Italian soprano (1785–1839)

Violante Camporesi, or Camporese (23 December 1785 – 1839), was an Italian soprano.

==Life==
Born in Rome in 1785, she was the daughter of an architect, Giulio, and Maddalena Belli. After marrying Giustiniani, she found herself in financial difficulties and therefore thought of dedicating herself to singing professionally.

She retired from active singing in 1829 and died in Rome in 1839.

==Musical career==
Camporesi performed for the first time in public in 1809 singing arias in a concert in Rome, which were followed by numerous concerts that soon made her famous even outside Italy. She was hired for Napoleon's private concerts to perform in Paris. While in Paris, she trained with Girolamo Crescentini for quite some time to improve her vocal qualities.

The political events of those years forced her to leave the country to England where she debuted at Theatre Royal Haymarket on 11 January 1817 in Cimarosa's opera, Penelope. She made her debut at La Scala on 26 December 1818 as Sesto in Mozart's La clemenza di Tito.

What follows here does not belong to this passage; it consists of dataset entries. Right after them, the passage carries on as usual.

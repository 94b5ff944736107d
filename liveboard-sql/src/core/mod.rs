//! Core liveboard SQL logic
//!
//! - `queries`: fetching the SQL of each visualization
//! - `format`: rendering the SQL for the console

pub mod format;
pub mod queries;

pub use format::{format_sql, print_sql, write_sql};
pub use queries::fetch_liveboard_sql;
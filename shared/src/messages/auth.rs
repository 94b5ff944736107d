//! Authentication messages
//!
//! Bodies for `POST /api/rest/2.0/auth/token/full`.

use serde::{Deserialize, Serialize};

/// Default token lifetime requested from the server
pub const DEFAULT_TOKEN_VALIDITY_SECS: u32 = 3000;

/// Request for a full access token using username and password
#[derive(Serialize, Clone, Debug)]
pub struct FullTokenRequest {
    pub username: String,
    pub password: String,
    pub validity_time_in_sec: u32,
    #[serde(skip_serializing_if = "Option::is_none")]
    pub org_id: Option<i64>,
}

/// Token issued by the server
#[derive(Deserialize, Clone, Debug)]
pub struct TokenResponse {
    pub token: String,
    #[serde(default)]
    pub creation_time_in_millis: Option<u64>,
    #[serde(default)]
    pub expiration_time_in_millis: Option<u64>,
    #[serde(default)]
    pub valid_for_user_id: Option<String>,
    #[serde(default)]
    pub valid_for_username: Option<String>,
}
//! Liveboard permissions error types

use thiserror::Error;
use shared::SharedError;

/// Result type for permission lookups
pub type PermissionsResult<T> = Result<T, PermissionsError>;

#[derive(Error, Debug)]
pub enum PermissionsError {
    #[error("{0}")]
    Shared(#[from] SharedError),

    #[error("Failed to write output: {0}")]
    OutputError(#[from] std::io::Error),
}

impl PermissionsError {
    /// True when the failure came from the server rather than local setup or output
    pub fn is_api_error(&self) -> bool {
        match self {
            Self::Shared(e) => e.is_api_error(),
            Self::OutputError(_) => false,
        }
    }

    /// Response body of the failed API call, if the error carries one
    pub fn response_body(&self) -> Option<&str> {
        match self {
            Self::Shared(e) => e.response_body(),
            Self::OutputError(_) => None,
        }
    }
}
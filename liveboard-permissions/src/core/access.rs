//! Console rendering of liveboard access

use std::io::{self, Write};

use crate::types::MetadataPermissionInfo;

/// Write a header per object, then its user lines, then its group lines
pub fn write_access<W: Write>(out: &mut W, permissions: &[MetadataPermissionInfo]) -> io::Result<()> {
    for info in permissions {
        writeln!(out, "Permissions for {}: ", info.metadata_name)?;
        for user in &info.users {
            writeln!(out, "user {}: {}", user.name, user.permission)?;
        }
        for group in &info.groups {
            writeln!(out, "group {}: {}", group.name, group.permission)?;
        }
    }
    out.flush()
}

/// Print access to stdout
pub fn show_access(permissions: &[MetadataPermissionInfo]) -> io::Result<()> {
    let stdout = io::stdout();
    let mut handle = stdout.lock();
    write_access(&mut handle, permissions)
}

#[cfg(test)]
mod tests {
    use super::*;
    use crate::types::PrincipalAccess;

    #[test]
    fn test_users_print_before_groups() {
        let permissions = vec![MetadataPermissionInfo {
            metadata_id: "lb-1".to_string(),
            metadata_name: "Sales Performance".to_string(),
            users: vec![PrincipalAccess::new("alice", "MODIFY")],
            groups: vec![PrincipalAccess::new("Sales", "READ_ONLY")],
        }];

        let mut out = Vec::new();
        write_access(&mut out, &permissions).unwrap();

        assert_eq!(
            String::from_utf8(out).unwrap(),
            "Permissions for Sales Performance: \nuser alice: MODIFY\ngroup Sales: READ_ONLY\n"
        );
    }

    #[test]
    fn test_object_without_principals_prints_header_only() {
        let permissions = vec![MetadataPermissionInfo {
            metadata_name: "Empty Board".to_string(),
            ..Default::default()
        }];

        let mut out = Vec::new();
        write_access(&mut out, &permissions).unwrap();
        assert_eq!(String::from_utf8(out).unwrap(), "Permissions for Empty Board: \n");
    }
}
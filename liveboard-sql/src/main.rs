//! Liveboard SQL binary entry point

use std::path::PathBuf;

use clap::Parser;

use liveboard_sql::{print_sql, Extractor, LiveboardSqlResult, LiveboardTarget};
use shared::{
    create_api_client, logging, ConnectionOverrides, ConnectionSettings, LiveboardGuid, Tool,
};

const TOOL: Tool = Tool::LiveboardSql;

#[derive(Parser, Debug)]
#[command(name = "liveboard-sql")]
#[command(about = "Print the SQL behind each visualization of a ThoughtSpot liveboard")]
struct Args {
    /// Liveboard name to look up
    #[arg(long, default_value = "Sales Performance")]
    liveboard: String,

    /// Liveboard GUID (skips the name lookup)
    #[arg(long, conflicts_with = "liveboard")]
    liveboard_id: Option<String>,

    /// Only print these visualization GUIDs (repeatable)
    #[arg(long = "visualization")]
    visualizations: Vec<String>,

    /// Server URL (overrides TS_URL)
    #[arg(long)]
    server_url: Option<String>,

    /// Username (overrides TS_USERNAME)
    #[arg(long)]
    username: Option<String>,

    /// Org ID (overrides TS_ORG_ID)
    #[arg(long)]
    org_id: Option<i64>,

    /// Trusted authentication token server (overrides TS_TOKEN_SERVER)
    #[arg(long)]
    token_server: Option<String>,

    /// Read settings from this env file instead of ./.env
    #[arg(long)]
    env_file: Option<PathBuf>,

    /// Log level (trace, debug, info, warn, error)
    #[arg(long, default_value = "info")]
    log_level: String,
}

impl Args {
    fn target(&self) -> LiveboardSqlResult<LiveboardTarget> {
        match &self.liveboard_id {
            Some(id) => Ok(LiveboardTarget::Guid(LiveboardGuid::parse(id)?)),
            None => Ok(LiveboardTarget::Name(self.liveboard.clone())),
        }
    }

    fn overrides(&self) -> ConnectionOverrides {
        ConnectionOverrides {
            server_url: self.server_url.clone(),
            username: self.username.clone(),
            org_id: self.org_id,
            token_server: self.token_server.clone(),
        }
    }

    fn settings(&self) -> LiveboardSqlResult<ConnectionSettings> {
        let overrides = self.overrides();
        let settings = match &self.env_file {
            Some(path) => ConnectionSettings::from_env_file(path, &overrides)?,
            None => ConnectionSettings::from_env(&overrides)?,
        };
        Ok(settings)
    }
}

async fn run(args: Args) -> LiveboardSqlResult<()> {
    let target = args.target()?;
    let settings = args.settings()?;

    let client = create_api_client(&settings).await?;
    let extractor = Extractor::new(client).with_visualizations(args.visualizations);

    logging::log_progress(TOOL, "Extracting SQL", &target.to_string());
    let queries = extractor.extract(&target).await?;
    print_sql(&queries)?;

    logging::log_success(TOOL, &format!("Printed SQL for {} visualization(s)", queries.len()));
    Ok(())
}

#[tokio::main]
async fn main() {
    let args = Args::parse();

    logging::init_tracing_with_level(TOOL, Some(&args.log_level));
    logging::log_startup(TOOL, "liveboard SQL extraction");

    if let Err(error) = run(args).await {
        logging::show_error_and_exit(TOOL, &error, error.response_body(), error.is_api_error());
    }
}
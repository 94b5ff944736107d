//! Liveboard permissions library
//!
//! Resolves a liveboard by name and lists the users and groups that can
//! access it.

pub mod core;
pub mod error;
pub mod types;

pub use error::{PermissionsError, PermissionsResult};
pub use types::*;
pub use crate::core::{extract_permissions, fetch_permissions, show_access, write_access};

use shared::{resolve_liveboard_guid, RestApi};

/// Resolve `liveboard_name` and collect who can access it
pub async fn liveboard_access(
    api: &dyn RestApi,
    liveboard_name: &str,
) -> PermissionsResult<Vec<MetadataPermissionInfo>> {
    let guid = resolve_liveboard_guid(api, liveboard_name).await?;
    let response = fetch_permissions(api, &guid).await?;
    Ok(extract_permissions(&response))
}
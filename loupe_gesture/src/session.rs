// Copyright 2025 the Loupe Authors
// SPDX-License-Identifier: Apache-2.0 OR MIT

//! Per‑gesture baseline captured when a scale gesture starts.
//!
//! ## Usage
//!
//! 1) Capture a session with [`GestureSession::start`] from the current scale
//!    and rotation and the gesture's first local focal point.
//! 2) On each update, call [`GestureSession::update_focal`] to get the focal
//!    movement since the last update.
//! 3) Drop the session when the gesture ends.
//!
//! ## Minimal example
//!
//! ```
//! use kurbo::{Point, Vec2};
//! use loupe_gesture::GestureSession;
//!
//! let mut session = GestureSession::start(Point::new(10.0, 20.0), 1.5, 0.0, 1);
//! assert_eq!(session.start_scale, 1.5);
//!
//! let delta = session.update_focal(Point::new(15.0, 25.0), 1);
//! assert_eq!(delta, Vec2::new(5.0, 5.0));
//! ```

use kurbo::{Point, Vec2};

/// Baseline for incremental gesture updates.
#[derive(Debug, Clone, Copy, PartialEq)]
pub struct GestureSession {
    /// Local focal point when the gesture started.
    pub start_focal_point: Point,
    /// Scale when the gesture started.
    pub start_scale: f64,
    /// Rotation when the gesture started.
    pub start_rotation: f64,
    last_focal_point: Point,
    peak_pointer_count: usize,
}

impl GestureSession {
    /// Captures a new session.
    #[must_use]
    pub fn start(focal: Point, scale: f64, rotation: f64, pointer_count: usize) -> Self {
        Self {
            start_focal_point: focal,
            start_scale: scale,
            start_rotation: rotation,
            last_focal_point: focal,
            peak_pointer_count: pointer_count,
        }
    }

    /// Records a new focal point, returning the movement since the last one.
    pub fn update_focal(&mut self, focal: Point, pointer_count: usize) -> Vec2 {
        let delta = focal - self.last_focal_point;
        self.last_focal_point = focal;
        self.peak_pointer_count = self.peak_pointer_count.max(pointer_count);
        delta
    }

    /// Most recent focal point.
    #[must_use]
    pub fn last_focal_point(&self) -> Point {
        self.last_focal_point
    }

    /// Largest number of pointers seen during the gesture.
    #[must_use]
    pub fn peak_pointer_count(&self) -> usize {
        self.peak_pointer_count
    }
}
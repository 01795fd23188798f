// Copyright 2025 the Loupe Authors
// SPDX-License-Identifier: Apache-2.0 OR MIT

// After you edit the crate's doc comment, run this command, then check README.md for any missing links
// cargo rdme --workspace-project=loupe_gesture --heading-base-level=0

//! Loupe Gesture: turns pointer gestures into viewport transforms.
//!
//! [`GestureEngine`] consumes already‑recognized gestures (scale start,
//! update and end, wheel events, tap‑down and double‑tap) and drives a
//! [`ViewController`](loupe_view::ViewController):
//! - pinch and rotate about the gesture focal point, which stays fixed on
//!   screen;
//! - single‑pointer pan and wheel scroll filtered by a
//!   [`ScrollMode`](loupe_view::ScrollMode);
//! - wheel zoom while a modifier is held;
//! - double‑tap zoom toggling between `1.0` and a configured factor;
//! - momentum after a fast release, using either fling model from
//!   `loupe_fling`;
//! - the bounds policy after every change.
//!
//! Layout is provided by the embedding UI through [`ViewportHost`]. Time is
//! passed in explicitly: the host calls [`GestureEngine::tick`] with its
//! monotonic clock while [`GestureEngine::needs_tick`] is `true`.
//!
//! ## Minimal example
//!
//! ```rust
//! use core::time::Duration;
//!
//! use kurbo::{Point, Size};
//! use loupe_gesture::{
//!     GestureEngine, InteractionConfig, Phase, ScaleEnd, ScaleStart, ScaleUpdate,
//!     StaticViewport,
//! };
//!
//! let host = StaticViewport::new(Size::new(400.0, 400.0), Some(Size::new(800.0, 800.0)));
//! let mut engine = GestureEngine::new(InteractionConfig::default());
//!
//! let focal = Point::new(200.0, 200.0);
//! engine.on_scale_start(&host, ScaleStart { focal_point: focal, pointer_count: 2 });
//! engine.on_scale_update(
//!     &host,
//!     ScaleUpdate { focal_point: focal, scale: 2.0, rotation: 0.0, pointer_count: 2 },
//! );
//! assert_eq!(engine.transform().scale, 2.0);
//! assert_eq!(engine.phase(), Phase::GestureActive);
//!
//! engine.on_scale_end(&host, ScaleEnd::default(), Duration::ZERO);
//! assert_eq!(engine.phase(), Phase::Idle);
//! ```
//!
//! This crate is `no_std`.

#![no_std]

mod config;
mod engine;
mod events;
mod host;
mod session;

pub use config::{DEFAULT_SCROLL_ZOOM_STEP, InteractionConfig};
pub use engine::{GestureEngine, Phase};
pub use events::{ScaleEnd, ScaleStart, ScaleUpdate, ScrollEvent};
pub use host::{StaticViewport, ViewportHost};
pub use session::GestureSession;
// Copyright 2025 the Loupe Authors
// SPDX-License-Identifier: Apache-2.0 OR MIT

//! Tests for fling decay and termination.
//!
//! Every release velocity above the fling threshold must come to rest in
//! finite time, with per‑tick displacement that never grows after the first
//! tick while the motion is unobstructed.

use kurbo::{Size, Vec2};
use loupe_fling::{
    BallisticConfig, Fling, FlingModel, FlingSimulation, MAX_FLING_VELOCITY, MIN_FLING_VELOCITY,
    NEGLIGIBLE_DISPLACEMENT, TieredFriction,
};
use loupe_view::OffsetLimits;

const TICK: f64 = 1.0 / 60.0;

fn models() -> [FlingModel; 2] {
    [
        FlingModel::Friction(TieredFriction::default()),
        FlingModel::Ballistic(BallisticConfig::default()),
    ]
}

fn speeds() -> impl Iterator<Item = f64> {
    [MIN_FLING_VELOCITY + 1.0, 120.0, 999.0, 1000.0, 2600.0, 5000.0, MAX_FLING_VELOCITY, 20_000.0]
        .into_iter()
}

/// Per‑tick displacement magnitudes until the simulation reports rest.
fn tick_magnitudes(fling: &Fling) -> Vec<f64> {
    let mut out = Vec::new();
    let mut last = Vec2::ZERO;
    let mut t = 0.0;
    loop {
        t += TICK;
        let now = fling.offset_at(t);
        out.push((now - last).hypot());
        last = now;
        if fling.is_done(t) {
            return out;
        }
        assert!(t < 60.0, "fling did not finish within a minute");
    }
}

#[test]
fn unobstructed_displacement_is_non_increasing() {
    for model in models() {
        for speed in speeds() {
            for dir in [Vec2::new(1.0, 0.0), Vec2::new(-0.6, 0.8), Vec2::new(0.0, -1.0)] {
                let fling = Fling::new(&model, dir * speed, Vec2::ZERO, &OffsetLimits::UNBOUNDED);
                let mags = tick_magnitudes(&fling);
                for pair in mags.windows(2) {
                    assert!(
                        pair[1] <= pair[0] + 1e-9,
                        "{model:?} at {speed}: {} then {}",
                        pair[0],
                        pair[1]
                    );
                }
                // Rest is reported once the remaining motion is on the order of the
                // negligible per-tick displacement.
                assert!(*mags.last().unwrap() < NEGLIGIBLE_DISPLACEMENT * 2.0);
            }
        }
    }
}

#[test]
fn bounded_ballistic_fling_finishes_near_limits() {
    let limits = OffsetLimits::for_content(Size::new(2000.0, 2000.0), Size::new(400.0, 400.0), 1.0);
    let model = FlingModel::Ballistic(BallisticConfig::default());
    for speed in speeds() {
        for dir in [Vec2::new(1.0, 0.0), Vec2::new(-0.6, -0.8)] {
            let start = Vec2::new(-800.0, -800.0);
            let fling = Fling::new(&model, dir * speed, start, &limits);
            let mut t = 0.0;
            while !fling.is_done(t) {
                t += TICK;
                assert!(t < 60.0, "fling did not finish within a minute");
            }
            let rest = start + fling.offset_at(t);
            assert!(limits.overshoot(rest).hypot() < 1.0, "rest {rest:?} too far outside");
        }
    }
}

#[test]
fn very_fast_flicks_are_braked_harder() {
    let tiers = TieredFriction::default();
    let gentle = loupe_fling::FrictionFling::new(Vec2::new(900.0, 0.0), &tiers);
    let hard = loupe_fling::FrictionFling::new(Vec2::new(MAX_FLING_VELOCITY, 0.0), &tiers);
    assert!(hard.drag() < gentle.drag());
    // Travel still grows with speed, but far less than linearly.
    let ratio = hard.final_distance() / gentle.final_distance();
    assert!(ratio > 1.0 && ratio < MAX_FLING_VELOCITY / 900.0);
}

Her noted performances includes Mozart's Don Giovanni, La clemenza di Tito, Le nozze di Figaro and Rossini's La gazza ladra, Otello, La donna del lago, Bianca e Falliero. She was a sought after and an acclaimed performer in London and La Scala.

After retiring in 1829, Camporesi participated in private concerts performing music by Boïeldieu and to Naples with Ferdinand Ries for musical entertainment.